I remembered all of it.
And I’ll be honest about the next part. For about two seconds I thought about exactly how it would feel to put my fist through that easy, satisfied face. My hand actually closed in my pocket.
Then I let it go. He wasn’t worth my badge on the morning I got it back. He wasn’t worth one thing of mine.
I would have dreamed of coming back to 52. Not because I wanted it. Because a man like Beaumont handing me my place back would have felt like the world finally getting the math right, and I’d have walked into 52 grateful and never once asked who’d opened the door or what it cost.
“It’s a generous offer,” I said. “I’m going to pass.”
The smile held but the eyes did the small recalculation. “Ryan. Think about it before you.”
“I prefer 51.” I kept it level. His own register, the flat one. “There’s less glitter at 51. The cops are better.”
“That’s a sentimental way to throw away a career.”
“Maybe. Here’s the rest of it.” I stopped walking, so he had to. “Staff Inspector Murphy fought for me when no one else did. He took me in when I landed in his division a disgrace, and he kept a hand over me the whole time. When it got hard, you signed me out in an afternoon and wrote a memo about the good name of the unit. So I’ll spend the back half of this job with the man who fought for me, not the man who filed me and called it housekeeping.”

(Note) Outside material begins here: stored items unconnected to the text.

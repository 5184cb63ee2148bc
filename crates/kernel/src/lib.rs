//! Chunked cellular grid kernel: cell model, stain tracking, world stepping.
//!
//! Cells live in fixed-size square chunks. A tick proposes an action, the
//! action applies against a grid, and every mutation through the grid surface
//! marks the touched points dirty (stained). Renderers consume stains to
//! rewrite only the texels that changed.
//!
//! # Invariants
//! - `Grid::get_mut` and `Grid::swap` stain the points they touch.
//! - A chunk's reported stain never exceeds its own area.
//! - World iteration order is deterministic (ordered chunk map).
//! - A failing cell tick is logged and counted, never propagated.

pub mod area;
pub mod cell;
pub mod chunk;
pub mod grid;
pub mod stain;
pub mod world;

pub use area::Area;
pub use cell::{Action, Cell, Renderable};
pub use chunk::{Chunk, ChunkCoords, ChunkError};
pub use grid::Grid;
pub use stain::Stainable;
pub use world::{StepStats, TickTimer, World};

I let that sit between us, because it was for him, and he was good enough to know it was for him. For a second the host went out of his face. Then it came back, because his sort always keep a spare.
“He’s not going to thank you for the loyalty,” Beaumont said, mild, finding his feet again. “Men like Murphy never do.”

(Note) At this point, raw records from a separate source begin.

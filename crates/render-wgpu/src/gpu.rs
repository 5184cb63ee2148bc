use std::sync::mpsc;

use bytemuck::{Pod, Zeroable};
use sandspace_render::{ChunkImage, Renderer};
use tracing::debug;
use wgpu::util::DeviceExt;

use crate::error::RenderError;
use crate::shaders;

/// Texel and target format. Not sRGB: sampled bytes must reach the target
/// unchanged for the pass-through contract to be bit-exact.
pub const TARGET_FORMAT: wgpu::TextureFormat = wgpu::TextureFormat::Rgba8Unorm;

#[repr(C)]
#[derive(Copy, Clone, Pod, Zeroable)]
struct QuadVertex {
    position: [f32; 2],
    uv: [f32; 2],
}

/// Fullscreen quad with v = 0 on the bottom edge of clip space.
#[rustfmt::skip]
const QUAD_VERTICES: [QuadVertex; 4] = [
    QuadVertex { position: [-1.0, -1.0], uv: [0.0, 0.0] },
    QuadVertex { position: [ 1.0, -1.0], uv: [1.0, 0.0] },
    QuadVertex { position: [ 1.0,  1.0], uv: [1.0, 1.0] },
    QuadVertex { position: [-1.0,  1.0], uv: [0.0, 1.0] },
];

const QUAD_INDICES: [u16; 6] = [0, 1, 2, 2, 3, 0];

/// Device and queue, acquired without a surface.
pub struct GpuContext {
    pub device: wgpu::Device,
    pub queue: wgpu::Queue,
}

impl GpuContext {
    /// Acquire a device for offscreen rendering.
    ///
    /// Returns [`RenderError::AdapterUnavailable`] on machines without a
    /// usable adapter (headless CI without a software rasterizer).
    pub fn headless() -> Result<Self, RenderError> {
        let instance = wgpu::Instance::default();

        let adapter = pollster::block_on(instance.request_adapter(&wgpu::RequestAdapterOptions {
            power_preference: wgpu::PowerPreference::HighPerformance,
            compatible_surface: None,
            force_fallback_adapter: false,
        }))
        .ok_or(RenderError::AdapterUnavailable)?;

        debug!(adapter = %adapter.get_info().name, "acquired gpu adapter");

        let (device, queue) = pollster::block_on(adapter.request_device(
            &wgpu::DeviceDescriptor {
                label: Some("sandspace_device"),
                required_features: wgpu::Features::empty(),
                required_limits: wgpu::Limits::downlevel_defaults(),
                memory_hints: wgpu::MemoryHints::default(),
            },
            None,
        ))?;

        Ok(Self { device, queue })
    }
}

/// A chunk image uploaded to the GPU with its group-2 bind group.
pub struct ChunkTexture {
    texture: wgpu::Texture,
    bind_group: wgpu::BindGroup,
}

/// Offscreen renderer running the chunk shader on the GPU.
///
/// Draws the fullscreen quad into an RGBA8 target and reads the pixels
/// back. The CPU renderer in `sandspace-render` is the reference for what
/// this backend must produce.
pub struct GpuRenderer {
    context: GpuContext,
    pipeline: wgpu::RenderPipeline,
    sampler: wgpu::Sampler,
    texture_layout: wgpu::BindGroupLayout,
    // The pipeline layout reserves groups 0 and 1; they are bound empty.
    empty_bind_groups: [wgpu::BindGroup; 2],
    vertex_buffer: wgpu::Buffer,
    index_buffer: wgpu::Buffer,
}

impl GpuRenderer {
    /// Shorthand for [`GpuContext::headless`] plus [`GpuRenderer::new`].
    pub fn headless() -> Result<Self, RenderError> {
        Ok(Self::new(GpuContext::headless()?))
    }

    pub fn new(context: GpuContext) -> Self {
        let device = &context.device;

        let empty_layout = device.create_bind_group_layout(&wgpu::BindGroupLayoutDescriptor {
            label: Some("empty_bind_group_layout"),
            entries: &[],
        });

        let texture_layout = device.create_bind_group_layout(&wgpu::BindGroupLayoutDescriptor {
            label: Some("chunk_texture_bind_group_layout"),
            entries: &[
                wgpu::BindGroupLayoutEntry {
                    binding: 0,
                    visibility: wgpu::ShaderStages::FRAGMENT,
                    ty: wgpu::BindingType::Texture {
                        sample_type: wgpu::TextureSampleType::Float { filterable: true },
                        view_dimension: wgpu::TextureViewDimension::D2,
                        multisampled: false,
                    },
                    count: None,
                },
                wgpu::BindGroupLayoutEntry {
                    binding: 1,
                    visibility: wgpu::ShaderStages::FRAGMENT,
                    ty: wgpu::BindingType::Sampler(wgpu::SamplerBindingType::Filtering),
                    count: None,
                },
            ],
        });

        let pipeline_layout = device.create_pipeline_layout(&wgpu::PipelineLayoutDescriptor {
            label: Some("chunk_pipeline_layout"),
            bind_group_layouts: &[&empty_layout, &empty_layout, &texture_layout],
            push_constant_ranges: &[],
        });

        let shader = device.create_shader_module(wgpu::ShaderModuleDescriptor {
            label: Some("chunk_shader"),
            source: wgpu::ShaderSource::Wgsl(shaders::CHUNK_SHADER.into()),
        });

        let pipeline = device.create_render_pipeline(&wgpu::RenderPipelineDescriptor {
            label: Some("chunk_pipeline"),
            layout: Some(&pipeline_layout),
            vertex: wgpu::VertexState {
                module: &shader,
                entry_point: Some("vs_main"),
                compilation_options: Default::default(),
                buffers: &[wgpu::VertexBufferLayout {
                    array_stride: std::mem::size_of::<QuadVertex>() as u64,
                    step_mode: wgpu::VertexStepMode::Vertex,
                    attributes: &wgpu::vertex_attr_array![
                        0 => Float32x2,
                        1 => Float32x2,
                    ],
                }],
            },
            fragment: Some(wgpu::FragmentState {
                module: &shader,
                entry_point: Some("fs_main"),
                compilation_options: Default::default(),
                targets: &[Some(wgpu::ColorTargetState {
                    format: TARGET_FORMAT,
                    blend: Some(wgpu::BlendState::REPLACE),
                    write_mask: wgpu::ColorWrites::ALL,
                })],
            }),
            primitive: wgpu::PrimitiveState {
                topology: wgpu::PrimitiveTopology::TriangleList,
                cull_mode: None,
                ..Default::default()
            },
            depth_stencil: None,
            multisample: Default::default(),
            multiview: None,
            cache: None,
        });

        // Nearest + clamp-to-edge: the contract the CPU reference implements.
        let sampler = device.create_sampler(&wgpu::SamplerDescriptor {
            label: Some("chunk_sampler"),
            address_mode_u: wgpu::AddressMode::ClampToEdge,
            address_mode_v: wgpu::AddressMode::ClampToEdge,
            address_mode_w: wgpu::AddressMode::ClampToEdge,
            mag_filter: wgpu::FilterMode::Nearest,
            min_filter: wgpu::FilterMode::Nearest,
            mipmap_filter: wgpu::FilterMode::Nearest,
            ..Default::default()
        });

        let empty_bind_groups = [0, 1].map(|slot| {
            device.create_bind_group(&wgpu::BindGroupDescriptor {
                label: Some(&format!("empty_bind_group_{slot}")),
                layout: &empty_layout,
                entries: &[],
            })
        });

        let vertex_buffer = device.create_buffer_init(&wgpu::util::BufferInitDescriptor {
            label: Some("quad_vertex_buffer"),
            contents: bytemuck::cast_slice(&QUAD_VERTICES),
            usage: wgpu::BufferUsages::VERTEX,
        });

        let index_buffer = device.create_buffer_init(&wgpu::util::BufferInitDescriptor {
            label: Some("quad_index_buffer"),
            contents: bytemuck::cast_slice(&QUAD_INDICES),
            usage: wgpu::BufferUsages::INDEX,
        });

        Self {
            context,
            pipeline,
            sampler,
            texture_layout,
            empty_bind_groups,
            vertex_buffer,
            index_buffer,
        }
    }

    /// Upload a chunk image as a bindable texture.
    pub fn upload(&self, image: &ChunkImage) -> ChunkTexture {
        let texture = self.context.device.create_texture(&wgpu::TextureDescriptor {
            label: Some("chunk_texture"),
            size: wgpu::Extent3d {
                width: image.width(),
                height: image.height(),
                depth_or_array_layers: 1,
            },
            mip_level_count: 1,
            sample_count: 1,
            dimension: wgpu::TextureDimension::D2,
            format: TARGET_FORMAT,
            usage: wgpu::TextureUsages::TEXTURE_BINDING | wgpu::TextureUsages::COPY_DST,
            view_formats: &[],
        });

        self.write(&texture, image);

        let view = texture.create_view(&Default::default());
        let bind_group = self
            .context
            .device
            .create_bind_group(&wgpu::BindGroupDescriptor {
                label: Some("chunk_texture_bind_group"),
                layout: &self.texture_layout,
                entries: &[
                    wgpu::BindGroupEntry {
                        binding: 0,
                        resource: wgpu::BindingResource::TextureView(&view),
                    },
                    wgpu::BindGroupEntry {
                        binding: 1,
                        resource: wgpu::BindingResource::Sampler(&self.sampler),
                    },
                ],
            });

        ChunkTexture {
            texture,
            bind_group,
        }
    }

    /// Re-upload texel data into an existing chunk texture.
    pub fn update(&self, chunk: &ChunkTexture, image: &ChunkImage) {
        self.write(&chunk.texture, image);
    }

    fn write(&self, texture: &wgpu::Texture, image: &ChunkImage) {
        self.context.queue.write_texture(
            wgpu::TexelCopyTextureInfo {
                texture,
                mip_level: 0,
                origin: wgpu::Origin3d::ZERO,
                aspect: wgpu::TextureAspect::All,
            },
            image.data(),
            wgpu::TexelCopyBufferLayout {
                offset: 0,
                bytes_per_row: Some(4 * image.width()),
                rows_per_image: Some(image.height()),
            },
            wgpu::Extent3d {
                width: image.width(),
                height: image.height(),
                depth_or_array_layers: 1,
            },
        );
    }

    /// Draw the quad into a `width` x `height` offscreen target and read the
    /// pixels back as tightly packed RGBA8, row 0 on top.
    pub fn draw(
        &self,
        chunk: &ChunkTexture,
        width: u32,
        height: u32,
    ) -> Result<Vec<u8>, RenderError> {
        let device = &self.context.device;

        let target = device.create_texture(&wgpu::TextureDescriptor {
            label: Some("offscreen_target"),
            size: wgpu::Extent3d {
                width,
                height,
                depth_or_array_layers: 1,
            },
            mip_level_count: 1,
            sample_count: 1,
            dimension: wgpu::TextureDimension::D2,
            format: TARGET_FORMAT,
            usage: wgpu::TextureUsages::RENDER_ATTACHMENT | wgpu::TextureUsages::COPY_SRC,
            view_formats: &[],
        });
        let view = target.create_view(&Default::default());

        // Buffer-to-texture copies require 256-byte row alignment; the
        // padding is stripped after readback.
        let unpadded_bytes_per_row = width * 4;
        let padded_bytes_per_row =
            unpadded_bytes_per_row.div_ceil(wgpu::COPY_BYTES_PER_ROW_ALIGNMENT)
                * wgpu::COPY_BYTES_PER_ROW_ALIGNMENT;

        let readback = device.create_buffer(&wgpu::BufferDescriptor {
            label: Some("readback_buffer"),
            size: (padded_bytes_per_row * height) as u64,
            usage: wgpu::BufferUsages::MAP_READ | wgpu::BufferUsages::COPY_DST,
            mapped_at_creation: false,
        });

        let mut encoder = device.create_command_encoder(&wgpu::CommandEncoderDescriptor {
            label: Some("chunk_render_encoder"),
        });

        {
            let mut pass = encoder.begin_render_pass(&wgpu::RenderPassDescriptor {
                label: Some("chunk_pass"),
                color_attachments: &[Some(wgpu::RenderPassColorAttachment {
                    view: &view,
                    resolve_target: None,
                    ops: wgpu::Operations {
                        load: wgpu::LoadOp::Clear(wgpu::Color::TRANSPARENT),
                        store: wgpu::StoreOp::Store,
                    },
                })],
                depth_stencil_attachment: None,
                ..Default::default()
            });

            pass.set_pipeline(&self.pipeline);
            pass.set_bind_group(0, &self.empty_bind_groups[0], &[]);
            pass.set_bind_group(1, &self.empty_bind_groups[1], &[]);
            pass.set_bind_group(2, &chunk.bind_group, &[]);
            pass.set_vertex_buffer(0, self.vertex_buffer.slice(..));
            pass.set_index_buffer(self.index_buffer.slice(..), wgpu::IndexFormat::Uint16);
            pass.draw_indexed(0..QUAD_INDICES.len() as u32, 0, 0..1);
        }

        encoder.copy_texture_to_buffer(
            wgpu::TexelCopyTextureInfo {
                texture: &target,
                mip_level: 0,
                origin: wgpu::Origin3d::ZERO,
                aspect: wgpu::TextureAspect::All,
            },
            wgpu::TexelCopyBufferInfo {
                buffer: &readback,
                layout: wgpu::TexelCopyBufferLayout {
                    offset: 0,
                    bytes_per_row: Some(padded_bytes_per_row),
                    rows_per_image: Some(height),
                },
            },
            wgpu::Extent3d {
                width,
                height,
                depth_or_array_layers: 1,
            },
        );

        self.context.queue.submit(std::iter::once(encoder.finish()));

        let slice = readback.slice(..);
        let (tx, rx) = mpsc::channel();
        slice.map_async(wgpu::MapMode::Read, move |result| {
            let _ = tx.send(result);
        });
        let _ = device.poll(wgpu::Maintain::Wait);
        rx.recv().map_err(|_| RenderError::ReadbackChannel)??;

        let mapped = slice.get_mapped_range();
        let mut pixels = Vec::with_capacity((unpadded_bytes_per_row * height) as usize);
        for row in 0..height {
            let start = (row * padded_bytes_per_row) as usize;
            pixels.extend_from_slice(&mapped[start..start + unpadded_bytes_per_row as usize]);
        }
        drop(mapped);
        readback.unmap();

        Ok(pixels)
    }
}

impl Renderer for GpuRenderer {
    type Output = Result<Vec<u8>, RenderError>;

    fn render(&mut self, image: &ChunkImage, width: u32, height: u32) -> Self::Output {
        let chunk = self.upload(image);
        self.draw(&chunk, width, height)
    }
}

“I’m not doing it for the thanks.” I put my hand out. “Good to see you, Inspector. Give my best to the club.”
He shook it. Of course he did. Manners are the last thing to go in his kind, long after the rest has rotted. I watched the easy warmth come back down over his face, a man already arranging the story so it flattered him, and I thought, you have no idea what I’m carrying in a drawer at home, and you’ll never have to, as long as you and yours leave me and mine alone.
I took the stairs down. My hand was still half a fist in my pocket, and I made myself open it. I wanted the air.
I came out the College Street doors into a cold bright morning, and Luke was across the road, leaning on a parking meter with two coffees, like the last thing left in the world that made any sense.
I stopped on the step.
He hadn’t told me he’d come. He was off the clock, in the gray coat, the bruise long gone from his collar now and the careful way he’d been holding his ribs for days finally easing out of how he stood. He saw me see him and lifted one of the coffees an inch, the smallest salute, and the whole morning, the windowless room and the badge and Beaumont and the word that never came, all of it went quiet at once.
I crossed against the light. A streetcar had to slow for me and I didn’t care.
“You’re meant to be working,” I said.
“I took the morning.” He handed me the coffee. Our fingers met around it and neither of us hurried the handoff. “How’d it go.”
“They gave me my badge and didn’t say sorry.”
“You were expecting too much, but I like the idea,” he said.